Report every line from the following entries that contains the string "bool".

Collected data
————————

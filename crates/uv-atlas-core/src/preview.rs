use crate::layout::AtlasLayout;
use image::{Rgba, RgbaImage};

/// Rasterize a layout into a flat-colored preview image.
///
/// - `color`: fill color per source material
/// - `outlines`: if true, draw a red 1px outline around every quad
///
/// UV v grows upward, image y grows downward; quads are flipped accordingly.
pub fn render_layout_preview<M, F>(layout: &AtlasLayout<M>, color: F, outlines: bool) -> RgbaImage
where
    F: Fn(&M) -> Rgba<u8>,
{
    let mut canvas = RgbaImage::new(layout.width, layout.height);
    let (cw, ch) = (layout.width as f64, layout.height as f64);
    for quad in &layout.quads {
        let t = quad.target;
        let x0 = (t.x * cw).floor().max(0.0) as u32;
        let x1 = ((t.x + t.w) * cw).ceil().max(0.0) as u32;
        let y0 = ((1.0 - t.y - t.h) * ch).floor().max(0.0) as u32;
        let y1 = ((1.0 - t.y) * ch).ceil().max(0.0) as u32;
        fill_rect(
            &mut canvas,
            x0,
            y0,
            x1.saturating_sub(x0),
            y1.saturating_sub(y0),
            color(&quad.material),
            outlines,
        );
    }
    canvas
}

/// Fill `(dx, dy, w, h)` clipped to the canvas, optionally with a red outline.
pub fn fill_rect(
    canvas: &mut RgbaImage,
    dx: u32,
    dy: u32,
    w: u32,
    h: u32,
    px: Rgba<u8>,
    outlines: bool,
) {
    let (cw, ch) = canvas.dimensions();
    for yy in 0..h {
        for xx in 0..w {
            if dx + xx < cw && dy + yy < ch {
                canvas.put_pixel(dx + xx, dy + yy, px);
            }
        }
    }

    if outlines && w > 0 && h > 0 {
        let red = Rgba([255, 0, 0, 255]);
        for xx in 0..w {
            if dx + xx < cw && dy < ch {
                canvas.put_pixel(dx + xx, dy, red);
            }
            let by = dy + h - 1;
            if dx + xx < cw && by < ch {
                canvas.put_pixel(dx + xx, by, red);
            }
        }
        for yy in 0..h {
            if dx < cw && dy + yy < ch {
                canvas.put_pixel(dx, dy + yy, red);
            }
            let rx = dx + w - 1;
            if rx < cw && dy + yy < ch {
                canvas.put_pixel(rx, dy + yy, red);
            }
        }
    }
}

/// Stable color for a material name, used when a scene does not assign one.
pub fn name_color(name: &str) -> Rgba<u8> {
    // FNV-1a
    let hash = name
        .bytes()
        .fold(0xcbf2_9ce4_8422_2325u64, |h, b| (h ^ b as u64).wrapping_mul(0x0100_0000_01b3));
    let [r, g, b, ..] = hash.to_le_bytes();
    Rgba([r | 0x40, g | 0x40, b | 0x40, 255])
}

————————

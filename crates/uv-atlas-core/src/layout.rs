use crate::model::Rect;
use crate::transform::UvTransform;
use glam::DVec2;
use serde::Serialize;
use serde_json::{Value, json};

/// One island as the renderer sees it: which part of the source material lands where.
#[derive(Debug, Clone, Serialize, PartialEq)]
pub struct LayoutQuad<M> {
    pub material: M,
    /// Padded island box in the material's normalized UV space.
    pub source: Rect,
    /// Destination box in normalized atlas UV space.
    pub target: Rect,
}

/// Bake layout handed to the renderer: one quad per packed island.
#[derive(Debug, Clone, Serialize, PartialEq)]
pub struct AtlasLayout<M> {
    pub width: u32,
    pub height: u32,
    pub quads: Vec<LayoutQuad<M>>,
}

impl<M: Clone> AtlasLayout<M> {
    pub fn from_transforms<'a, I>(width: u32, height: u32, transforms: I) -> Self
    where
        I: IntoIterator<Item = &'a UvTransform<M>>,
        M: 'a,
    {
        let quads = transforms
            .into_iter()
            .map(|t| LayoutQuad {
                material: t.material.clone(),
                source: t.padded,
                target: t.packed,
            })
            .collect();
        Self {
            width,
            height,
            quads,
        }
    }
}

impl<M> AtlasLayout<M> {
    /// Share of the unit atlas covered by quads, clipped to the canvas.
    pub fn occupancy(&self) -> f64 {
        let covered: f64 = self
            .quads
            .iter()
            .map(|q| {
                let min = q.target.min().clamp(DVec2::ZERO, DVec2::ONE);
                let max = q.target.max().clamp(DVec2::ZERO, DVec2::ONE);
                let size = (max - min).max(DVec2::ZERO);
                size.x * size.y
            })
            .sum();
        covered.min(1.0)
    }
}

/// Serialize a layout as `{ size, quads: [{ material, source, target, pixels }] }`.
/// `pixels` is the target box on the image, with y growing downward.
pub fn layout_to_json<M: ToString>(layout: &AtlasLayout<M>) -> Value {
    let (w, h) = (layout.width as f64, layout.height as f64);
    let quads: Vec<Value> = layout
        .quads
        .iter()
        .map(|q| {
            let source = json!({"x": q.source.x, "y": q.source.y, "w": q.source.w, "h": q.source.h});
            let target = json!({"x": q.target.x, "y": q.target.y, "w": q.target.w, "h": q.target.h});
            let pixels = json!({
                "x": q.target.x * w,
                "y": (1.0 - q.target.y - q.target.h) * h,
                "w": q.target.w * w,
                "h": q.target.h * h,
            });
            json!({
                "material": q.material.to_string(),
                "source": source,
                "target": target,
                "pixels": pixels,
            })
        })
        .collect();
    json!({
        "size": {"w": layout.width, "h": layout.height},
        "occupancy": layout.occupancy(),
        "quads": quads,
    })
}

————————

> **SOLVED PROBLEM**:
pub fn render_layout_preview<M, F>(layout: &AtlasLayout<M>, color: F, outlines: bool) -> RgbaImage
    outlines: bool,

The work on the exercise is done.